The stories are still around, though, whenever more than two industry veterans gather in the same room for a reunion or merely a drink or two, thus providing a unique insight into a colourful past. Not all the humour relates to animals, of course, and the tales of past years, when simply maintaining regular air services led to many a laughter-filled anecdote, could probably fill a book in their own right.
The late Bill Lovell was Qantas’ manager in Jakarta in the dangerous years after the war, when the Indonesians were fighting for independence from Dutch rule. During one particularly heightened emergency all Qantas flights into Jakarta had been cancelled except for one for which the turn-back signal came too late, therefore meaning Lovell would somehow have to reach the airport through the numerous road blocks which had been established.
Lovell quickly deduced that bribery would be the answer so he raided the office duty-free store and loaded the Qantas vehicle with as many bottles of scotch and cartons of cigarettes as he could find and set off for the airport. His aim was to meet the incoming Qantas flight and turn the aircraft around as quickly as possible to send it out of the danger zone.
It was a very self-satisfied Lovell who finally arrived at the airport after having bribed his way through every military road block en route, but as he watched the Qantas flight disappear over the horizon he suddenly realised he had a new problem. He’d used up all his contraband on the way out. He spent several days in primitive lodgings at Jakarta airport while the crisis played itself out.

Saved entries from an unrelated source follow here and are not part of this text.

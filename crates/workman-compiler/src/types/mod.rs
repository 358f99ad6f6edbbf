//! Semantic types for inference and solving.
//!
//! Types are owned trees; recursive ADTs are encoded by name reference
//! (`List<T>` stays a constructor application resolved through the ADT
//! environment), so no cyclic structures ever arise. Unification
//! variables are bound through the process-wide [`Subst`], applied
//! lazily on read.

mod printer;
mod subst;
mod unify;

#[cfg(test)]
mod types_tests;
#[cfg(test)]
mod unify_tests;

use indexmap::IndexMap;

pub use printer::{TypeNamer, format_scheme, format_type, format_type_with};
pub use subst::{Subst, TypeCtx};
pub use unify::{UnifyError, substitution_is_idempotent};

/// A unification variable. IDs are fresh per compilation context.
#[derive(Clone, Copy, PartialEq, Eq, Hash, Debug, PartialOrd, Ord)]
pub struct TypeVarId(pub u32);

impl std::fmt::Display for TypeVarId {
    fn fmt(&self, f: &mut std::fmt::Formatter<'_>) -> std::fmt::Result {
        write!(f, "?{}", self.0)
    }
}

/// Why an `Unknown` hole exists.
#[derive(Clone, Copy, PartialEq, Eq, Debug)]
pub enum HoleProvenance {
    /// The user wrote `?`.
    UserHole,
    /// Introduced while recovering from a type error.
    TypeError,
    /// Inference could not complete for this node.
    Incomplete,
}

/// An error row: a set of labelled error cases plus an optional open
/// tail variable. This is the `E` of `Result<T, E>`.
#[derive(Clone, PartialEq, Eq, Debug, Default)]
pub struct ErrorRow {
    /// Label to optional payload type. Keys are unique; order is
    /// first-seen and preserved for display.
    pub cases: IndexMap<String, Option<Box<Type>>>,
    /// Open tail: more cases may flow in through unification.
    pub tail: Option<TypeVarId>,
}

impl ErrorRow {
    pub fn closed(cases: IndexMap<String, Option<Box<Type>>>) -> Self {
        Self { cases, tail: None }
    }

    pub fn from_labels<I: IntoIterator<Item = String>>(labels: I) -> Self {
        Self {
            cases: labels.into_iter().map(|l| (l, None)).collect(),
            tail: None,
        }
    }

    pub fn is_empty(&self) -> bool {
        self.cases.is_empty() && self.tail.is_none()
    }

    /// Union of two rows. Payloads from `self` win on label collision;
    /// the tail is kept when either side has one.
    pub fn union(&self, other: &ErrorRow) -> ErrorRow {
        let mut cases = self.cases.clone();
        for (label, payload) in &other.cases {
            cases.entry(label.clone()).or_insert_with(|| payload.clone());
        }
        ErrorRow {
            cases,
            tail: self.tail.or(other.tail),
        }
    }

    /// Whether every case of `other` appears in `self`.
    pub fn covers(&self, other: &ErrorRow) -> bool {
        other.cases.keys().all(|l| self.cases.contains_key(l))
    }

    pub fn labels(&self) -> impl Iterator<Item = &str> {
        self.cases.keys().map(|s| s.as_str())
    }
}

/// A semantic type.
#[derive(Clone, PartialEq, Eq, Debug)]
pub enum Type {
    /// Unification variable.
    Var(TypeVarId),
    /// Curried function type; right-associative by construction.
    Fun(Box<Type>, Box<Type>),
    /// Saturated type application: user ADTs plus `Result`.
    Ctor { name: String, args: Vec<Type> },
    /// Always at least two elements; length-1 tuples are coerced to
    /// their element by the parser.
    Tuple(Vec<Type>),
    /// Record with named fields (namespace imports, foreign seeds).
    Record(IndexMap<String, Type>),
    /// First-class error row.
    Row(ErrorRow),
    Int,
    Bool,
    Char,
    Str,
    Unit,
    /// A hole with provenance; unifies with anything and stays a hole.
    Unknown(HoleProvenance),
}

impl Type {
    pub fn fun(from: Type, to: Type) -> Type {
        Type::Fun(Box::new(from), Box::new(to))
    }

    /// Build `a -> b -> ... -> result` from a parameter list.
    pub fn fun_from(params: Vec<Type>, result: Type) -> Type {
        params
            .into_iter()
            .rev()
            .fold(result, |acc, p| Type::fun(p, acc))
    }

    pub fn ctor(name: impl Into<String>, args: Vec<Type>) -> Type {
        Type::Ctor {
            name: name.into(),
            args,
        }
    }

    /// The error-row carrier `Result<ok, err>`.
    pub fn result(ok: Type, err: Type) -> Type {
        Type::ctor("Result", vec![ok, err])
    }

    /// Split a `Result<T, E>` into `(T, E)`.
    pub fn result_parts(&self) -> Option<(&Type, &Type)> {
        match self {
            Type::Ctor { name, args } if name == "Result" && args.len() == 2 => {
                Some((&args[0], &args[1]))
            }
            _ => None,
        }
    }

    pub fn is_result(&self) -> bool {
        self.result_parts().is_some()
    }

    /// The error row of a `Result` type, when its error side is a row.
    pub fn result_row(&self) -> Option<&ErrorRow> {
        match self.result_parts() {
            Some((_, Type::Row(row))) => Some(row),
            _ => None,
        }
    }

    /// Collect free unification variables in first-occurrence order.
    pub fn free_vars(&self, out: &mut Vec<TypeVarId>) {
        match self {
            Type::Var(v) => {
                if !out.contains(v) {
                    out.push(*v);
                }
            }
            Type::Fun(from, to) => {
                from.free_vars(out);
                to.free_vars(out);
            }
            Type::Ctor { args, .. } => {
                for arg in args {
                    arg.free_vars(out);
                }
            }
            Type::Tuple(elems) => {
                for elem in elems {
                    elem.free_vars(out);
                }
            }
            Type::Record(fields) => {
                for ty in fields.values() {
                    ty.free_vars(out);
                }
            }
            Type::Row(row) => {
                for payload in row.cases.values().flatten() {
                    payload.free_vars(out);
                }
                if let Some(tail) = row.tail {
                    if !out.contains(&tail) {
                        out.push(tail);
                    }
                }
            }
            Type::Int | Type::Bool | Type::Char | Type::Str | Type::Unit | Type::Unknown(_) => {}
        }
    }

    /// Whether `var` occurs anywhere in this type.
    pub fn occurs(&self, var: TypeVarId) -> bool {
        let mut vars = Vec::new();
        self.free_vars(&mut vars);
        vars.contains(&var)
    }
}

/// A type scheme: universally quantified variables plus a body.
/// The unit of let-polymorphism.
#[derive(Clone, PartialEq, Eq, Debug)]
pub struct Scheme {
    pub vars: Vec<TypeVarId>,
    pub ty: Type,
}

impl Scheme {
    /// A monomorphic scheme with no quantifiers.
    pub fn mono(ty: Type) -> Self {
        Self {
            vars: Vec::new(),
            ty,
        }
    }

    pub fn new(vars: Vec<TypeVarId>, ty: Type) -> Self {
        Self { vars, ty }
    }
}
//! Builder-pattern printer for rendering diagnostics.

use std::fmt::Write;

use annotate_snippets::{AnnotationKind, Group, Level, Renderer, Snippet};
use workman_core::{SourceMap, Span};

use super::{Diagnostics, Severity};

/// Renders diagnostics against their source text.
///
/// With a source attached, each diagnostic becomes a caret-underlined
/// snippet (the line before, the offending line, the line after, per the
/// renderer's folding). Without one, a plain positional listing is
/// produced. A [`SourceMap`] supersedes a single source for multi-module
/// reports.
pub struct DiagnosticsPrinter<'d, 's> {
    diagnostics: &'d Diagnostics,
    source: Option<&'s str>,
    path: Option<&'s str>,
    sources: Option<&'s SourceMap>,
    colored: bool,
}

impl<'d, 's> DiagnosticsPrinter<'d, 's> {
    pub fn new(diagnostics: &'d Diagnostics) -> Self {
        Self {
            diagnostics,
            source: None,
            path: None,
            sources: None,
            colored: false,
        }
    }

    pub fn source(mut self, source: &'s str) -> Self {
        self.source = Some(source);
        self
    }

    pub fn path(mut self, path: &'s str) -> Self {
        self.path = Some(path);
        self
    }

    pub fn sources(mut self, map: &'s SourceMap) -> Self {
        self.sources = Some(map);
        self
    }

    pub fn colored(mut self, value: bool) -> Self {
        self.colored = value;
        self
    }

    pub fn render(&self) -> String {
        let mut out = String::new();
        self.format(&mut out).expect("String write never fails");
        out
    }

    pub fn format(&self, w: &mut impl Write) -> std::fmt::Result {
        if self.diagnostics.is_empty() {
            return Ok(());
        }

        if self.source.is_none() && self.sources.is_none() {
            return self.format_plain(w);
        }

        let renderer = if self.colored {
            Renderer::styled()
        } else {
            Renderer::plain()
        };

        for (i, diag) in self.diagnostics.iter().enumerate() {
            let (source, path) = self.locate(diag.source);
            let Some(source) = source else {
                if i > 0 {
                    w.write_char('\n')?;
                }
                writeln!(w, "{diag}")?;
                continue;
            };

            let range = adjust_range(diag.span, source.len());

            let mut snippet = Snippet::source(source).line_start(1).annotation(
                AnnotationKind::Primary
                    .span(range.clone())
                    .label(&diag.message),
            );

            if let Some(p) = path {
                snippet = snippet.path(p);
            }

            for related in &diag.related {
                snippet = snippet.annotation(
                    AnnotationKind::Context
                        .span(adjust_range(related.span, source.len()))
                        .label(&related.message),
                );
            }

            let level = severity_to_level(diag.severity);
            let report: Vec<Group> = vec![level.primary_title(&diag.message).element(snippet)];

            if i > 0 {
                w.write_char('\n')?;
            }
            write!(w, "{}", renderer.render(&report))?;
            w.write_char('\n')?;
            if let Some(hint) = &diag.hint {
                writeln!(w, "help: {hint}")?;
            }
        }

        Ok(())
    }

    fn format_plain(&self, w: &mut impl Write) -> std::fmt::Result {
        for (i, diag) in self.diagnostics.iter().enumerate() {
            if i > 0 {
                w.write_char('\n')?;
            }
            write!(w, "{diag}")?;
        }
        Ok(())
    }

    /// Source text and path for a diagnostic, preferring the source map.
    fn locate(&self, id: Option<workman_core::SourceId>) -> (Option<&'s str>, Option<&'s str>) {
        if let Some(map) = self.sources {
            if let Some(file) = id.and_then(|id| map.try_get(id)) {
                return (Some(file.text.as_str()), Some(file.path.as_str()));
            }
        }
        (self.source, self.path)
    }
}

fn severity_to_level(severity: Severity) -> Level<'static> {
    match severity {
        Severity::Error => Level::ERROR,
        Severity::Warning => Level::WARNING,
    }
}

fn adjust_range(span: Span, limit: usize) -> std::ops::Range<usize> {
    let start = span.start as usize;
    let end = span.end as usize;

    if start == end {
        return start..(start + 1).min(limit);
    }

    start..end.min(limit)
}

But when it came to the telling of tales, few could match the legendary Captain Hugh Milton ‘Smokey’ Birch. Indeed there have been some in the industry who, blessed with a rare combination of experience and personality, have left an indelible mark on those who came in contact with them. Captain Birch, DFC, was one such person.
One of his former colleagues in Qantas once described Hugh Birch as ‘the airline executive from central casting’. Greying hair, debonair, his good looks added to by the neatly trimmed handlebar moustache and the ready smile, Birch carried the romance of flying through an assortment of executive roles, including sales and marketing and public relations, in Qantas long after he handed in his active ‘wings’ as an operating pilot.

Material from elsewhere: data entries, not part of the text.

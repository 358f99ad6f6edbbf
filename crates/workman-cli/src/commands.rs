//! Command implementations.

use workman_compiler::compilation::{CompilationBuilder, ProjectCompilation};
use workman_compiler::Error;
use workman_ir::mir;

use crate::loader::FsLoader;

fn builder(std_roots: &[String], prelude: Option<String>) -> CompilationBuilder {
    let mut builder = CompilationBuilder::new();
    for root in std_roots {
        builder = builder.std_root(root.clone());
    }
    if let Some(prelude) = prelude {
        builder = builder.prelude(prelude);
    }
    builder
}

fn compile_project(
    file: &str,
    std_roots: &[String],
    prelude: Option<String>,
) -> Result<ProjectCompilation, Error> {
    builder(std_roots, prelude).compile_graph(file, &FsLoader)
}

fn print_fatal(err: &Error) {
    eprintln!("{err}");
    eprint!("{}", err.diagnostics().printer().colored(true).render());
}

fn print_module_diagnostics(project: &ProjectCompilation) {
    for module in &project.modules {
        if module.diagnostics.is_empty() {
            continue;
        }
        let source = project
            .graph
            .module(&module.path)
            .map(|m| m.source_id)
            .and_then(|id| project.graph.sources.try_get(id));
        let printer = module.diagnostics.printer().colored(true);
        let rendered = match source {
            Some(file) => printer.source(&file.text).path(&file.path).render(),
            None => printer.render(),
        };
        eprint!("{rendered}");
    }
}

pub fn type_check(file: &str, std_roots: &[String], prelude: Option<String>) -> i32 {
    let project = match compile_project(file, std_roots, prelude) {
        Ok(project) => project,
        Err(err) => {
            print_fatal(&err);
            return 1;
        }
    };

    print_module_diagnostics(&project);

    if let Some(entry) = project.modules.last() {
        for (name, scheme) in &entry.inference.bindings {
            println!("{name} : {}", workman_compiler::types::format_scheme(scheme));
        }
    }

    if project.has_errors() { 1 } else { 0 }
}

pub fn report_errors(file: &str, std_roots: &[String], prelude: Option<String>) -> i32 {
    let project = match compile_project(file, std_roots, prelude) {
        Ok(project) => project,
        Err(err) => {
            print_fatal(&err);
            return 1;
        }
    };
    print_module_diagnostics(&project);
    if project.has_errors() { 1 } else { 0 }
}

pub fn compile(
    file: &str,
    std_roots: &[String],
    prelude: Option<String>,
    out_dir: &str,
    emit: &str,
) -> i32 {
    let project = match compile_project(file, std_roots, prelude) {
        Ok(project) => project,
        Err(err) => {
            print_fatal(&err);
            return 1;
        }
    };

    print_module_diagnostics(&project);
    if project.has_errors() {
        return 1;
    }

    if let Err(err) = std::fs::create_dir_all(out_dir) {
        eprintln!("cannot create `{out_dir}`: {err}");
        return 1;
    }

    for module in &project.modules {
        let stem = module
            .path
            .rsplit('/')
            .next()
            .unwrap_or(&module.path)
            .trim_end_matches(".wm");
        let result = match emit {
            "core" => module.core.as_ref().map(|core| {
                let path = format!("{out_dir}/{stem}.core.json");
                (path, serde_json::to_string_pretty(core))
            }),
            _ => module.mir.as_ref().map(|mir_program| {
                let path = format!("{out_dir}/{stem}.mir.json");
                (path, serde_json::to_string_pretty(mir_program))
            }),
        };
        let Some((path, serialized)) = result else {
            continue;
        };
        let serialized = match serialized {
            Ok(json) => json,
            Err(err) => {
                eprintln!("serialization failed for `{}`: {err}", module.path);
                return 1;
            }
        };
        if let Err(err) = std::fs::write(&path, serialized) {
            eprintln!("cannot write `{path}`: {err}");
            return 1;
        }
        println!("wrote {path}");
        if emit == "mir" {
            if let Some(mir_program) = &module.mir {
                let dump_path = format!("{out_dir}/{stem}.mir.txt");
                if std::fs::write(&dump_path, mir::dump(mir_program)).is_ok() {
                    println!("wrote {dump_path}");
                }
            }
        }
    }

    0
}
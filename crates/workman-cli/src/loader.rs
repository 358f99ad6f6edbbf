//! Filesystem module loader.

use workman_compiler::resolve::ModuleLoader;

pub struct FsLoader;

impl ModuleLoader for FsLoader {
    fn exists(&self, path: &str) -> bool {
        std::path::Path::new(path).is_file()
    }

    fn load(&self, path: &str) -> Result<String, String> {
        std::fs::read_to_string(path).map_err(|err| err.to_string())
    }
}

It would be wrong to assume that Birch traded on his ‘captain-of-the-skies’ image, as some of his colleagues tended to do. To those who knew him, Hughie was the real package, and although he rarely spoke of his years in the RAAF during the war, the fact that he was entitled to wear the Distinguished Flying Cross, the Dunkirk Medal, the Cross of King Albert of Belgium and the French Croix du Combattant, along with the Atlantic, Africa and Pacific Stars, demonstrated the breadth of his wartime activities.

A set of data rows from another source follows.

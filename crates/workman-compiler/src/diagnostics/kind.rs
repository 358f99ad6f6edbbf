//! Machine-readable diagnostic reasons.

/// The `reason` identifier carried by every diagnostic.
///
/// Grouped by the stage that emits it. The string form is part of the
/// diagnostic contract and must stay stable.
#[derive(Debug, Clone, Copy, PartialEq, Eq, Hash)]
pub enum DiagnosticKind {
    // Lexer
    UnexpectedCharacter,
    UnterminatedString,

    // Parser
    ExpectedToken,
    UnexpectedKeyword,
    MissingSemicolon,
    MalformedPattern,
    UnknownOperator,
    DuplicateSpecifier,
    MatchArmNotBlock,
    FirstClassMatchScrutinee,

    // Inferencer
    UnknownIdentifier,
    UnknownTypeConstructor,
    UnknownConstructor,
    TypeMismatch,
    OccursCheck,
    NonExhaustiveMatch,
    DuplicatePatternVariable,
    TupleArityMismatch,
    ConstructorArityMismatch,
    RecursiveBindingNotFunction,

    // Solver
    UnresolvedUnification,
    InfectiousCallResultMismatch,
    BranchJoinMismatch,
    UnknownField,

    // Constraint flow
    BoundaryViolation,
    IncompatibleConstraints,

    // Module resolver
    CircularDependency,
    UnresolvedSpecifier,
    UnsupportedModuleSpecifier,
    MissingExport,

    // Foreign provider
    ForeignTypeError,

    // MIR lowering
    StringPatternUnsupported,
}

impl DiagnosticKind {
    /// Short enum-like identifier, stable across releases.
    pub fn reason(self) -> &'static str {
        match self {
            DiagnosticKind::UnexpectedCharacter => "unexpected_character",
            DiagnosticKind::UnterminatedString => "unterminated_string",
            DiagnosticKind::ExpectedToken => "expected_token",
            DiagnosticKind::UnexpectedKeyword => "unexpected_keyword",
            DiagnosticKind::MissingSemicolon => "missing_semicolon",
            DiagnosticKind::MalformedPattern => "malformed_pattern",
            DiagnosticKind::UnknownOperator => "unknown_operator",
            DiagnosticKind::DuplicateSpecifier => "duplicate_specifier",
            DiagnosticKind::MatchArmNotBlock => "match_arm_not_block",
            DiagnosticKind::FirstClassMatchScrutinee => "first_class_match_scrutinee",
            DiagnosticKind::UnknownIdentifier => "unknown_identifier",
            DiagnosticKind::UnknownTypeConstructor => "unknown_type_constructor",
            DiagnosticKind::UnknownConstructor => "unknown_constructor",
            DiagnosticKind::TypeMismatch => "type_mismatch",
            DiagnosticKind::OccursCheck => "occurs_check",
            DiagnosticKind::NonExhaustiveMatch => "non_exhaustive_match",
            DiagnosticKind::DuplicatePatternVariable => "duplicate_pattern_variable",
            DiagnosticKind::TupleArityMismatch => "tuple_arity_mismatch",
            DiagnosticKind::ConstructorArityMismatch => "constructor_arity_mismatch",
            DiagnosticKind::RecursiveBindingNotFunction => "recursive_binding_not_function",
            DiagnosticKind::UnresolvedUnification => "unresolved_unification",
            DiagnosticKind::InfectiousCallResultMismatch => "infectious_call_result_mismatch",
            DiagnosticKind::BranchJoinMismatch => "branch_join_mismatch",
            DiagnosticKind::UnknownField => "unknown_field",
            DiagnosticKind::BoundaryViolation => "boundary_violation",
            DiagnosticKind::IncompatibleConstraints => "incompatible_constraints",
            DiagnosticKind::CircularDependency => "circular_dependency",
            DiagnosticKind::UnresolvedSpecifier => "unresolved_specifier",
            DiagnosticKind::UnsupportedModuleSpecifier => "unsupported_module_specifier",
            DiagnosticKind::MissingExport => "missing_export",
            DiagnosticKind::ForeignTypeError => "foreign_type_error",
            DiagnosticKind::StringPatternUnsupported => "string_pattern_unsupported",
        }
    }
}

impl std::fmt::Display for DiagnosticKind {
    fn fmt(&self, f: &mut std::fmt::Formatter<'_>) -> std::fmt::Result {
        f.write_str(self.reason())
    }
}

Birch joined the RAAF prior to the Second World War, learned to fly at Point Cook and went to war earlier than most Australians, merely because he was one of five pilots sent to England in July 1939 to ferry home a batch of Short Sunderland flying boats the Australian government had purchased for the RAAF.
Birch and his colleagues had completed their conversion onto the Sunderland when war broke out that September and within months the Australian government had decided to form No 10 Squadron, flying the Sunderlands on maritime patrols. No 10 was therefore the first Australian Squadron to see service in the Second World War and Birch, as it turned out, would be in the thick of it.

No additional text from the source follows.